───── RECORDS SHOWN

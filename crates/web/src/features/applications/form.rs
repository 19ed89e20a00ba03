use axum::extract::Multipart;
use serde_json::{Map, Number, Value};
use storage::dto::application::ResumeUpload;

use crate::error::WebError;

/// Multipart text fields arrive as strings; these are the ones the
/// application DTOs expect as other JSON types.
const NUMERIC_FIELDS: &[&str] = &["age", "gradYear", "applicationYear"];
const BOOLEAN_FIELDS: &[&str] = &["sleep"];

const RESUME_FIELD: &str = "resume";

pub struct ApplicationForm {
    pub fields: Map<String, Value>,
    pub resume: Option<ResumeUpload>,
}

/// Drain a multipart body into coerced JSON fields plus the optional
/// resume part.
pub async fn read_form(mut multipart: Multipart) -> Result<ApplicationForm, WebError> {
    let mut fields = Map::new();
    let mut resume = None;

    while let Some(field) = multipart
        .next_field()
        .await
        .map_err(|e| WebError::BadRequest(format!("Malformed multipart body: {e}")))?
    {
        let Some(name) = field.name().map(str::to_string) else {
            continue;
        };

        if name == RESUME_FIELD {
            let file_name = field.file_name().unwrap_or("resume").to_string();
            let content_type = field
                .content_type()
                .unwrap_or("application/octet-stream")
                .to_string();
            let data = field
                .bytes()
                .await
                .map_err(|e| WebError::BadRequest(format!("Could not read resume: {e}")))?
                .to_vec();
            resume = Some(ResumeUpload {
                file_name,
                content_type,
                data,
            });
        } else {
            let text = field
                .text()
                .await
                .map_err(|e| WebError::BadRequest(format!("Could not read field {name}: {e}")))?;
            if let Some(value) = coerce(&name, text) {
                fields.insert(name, value);
            }
        }
    }

    Ok(ApplicationForm { fields, resume })
}

pub fn decode<T: serde::de::DeserializeOwned>(fields: Map<String, Value>) -> Result<T, WebError> {
    serde_json::from_value(Value::Object(fields))
        .map_err(|e| WebError::BadRequest(format!("Malformed application fields: {e}")))
}

/// Empty optional inputs are dropped rather than stored as empty strings.
fn coerce(name: &str, raw: String) -> Option<Value> {
    if raw.is_empty() {
        return None;
    }
    if NUMERIC_FIELDS.contains(&name) {
        if let Ok(number) = raw.parse::<i64>() {
            return Some(Value::Number(Number::from(number)));
        }
    }
    if BOOLEAN_FIELDS.contains(&name) {
        if let Ok(flag) = raw.parse::<bool>() {
            return Some(Value::Bool(flag));
        }
    }
    Some(Value::String(raw))
}

#[cfg(test)]
mod tests {
    use super::*;

    #[test]
    fn numeric_fields_become_numbers() {
        assert_eq!(coerce("age", "21".to_string()), Some(Value::from(21)));
        assert_eq!(
            coerce("applicationYear", "2026".to_string()),
            Some(Value::from(2026))
        );
    }

    #[test]
    fn boolean_fields_become_booleans() {
        assert_eq!(coerce("sleep", "true".to_string()), Some(Value::Bool(true)));
        assert_eq!(coerce("sleep", "false".to_string()), Some(Value::Bool(false)));
    }

    #[test]
    fn text_fields_stay_strings_even_when_numeric() {
        assert_eq!(
            coerce("phoneNumber", "5551234567".to_string()),
            Some(Value::String("5551234567".to_string()))
        );
    }

    #[test]
    fn empty_values_are_dropped() {
        assert_eq!(coerce("major", String::new()), None);
    }

    #[test]
    fn unparseable_typed_fields_fall_back_to_strings_for_the_validator() {
        // Deserialization then reports the type mismatch as a 400.
        assert_eq!(
            coerce("age", "twenty".to_string()),
            Some(Value::String("twenty".to_string()))
        );
    }
}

──────────

TASK STATEMENT: Out of the preceding entries, pull each line that contains the word "optional".

EXERCISE RESPONSE:
/// Drain a multipart body into coerced JSON fields plus the optional
/// Empty optional inputs are dropped rather than stored as empty strings.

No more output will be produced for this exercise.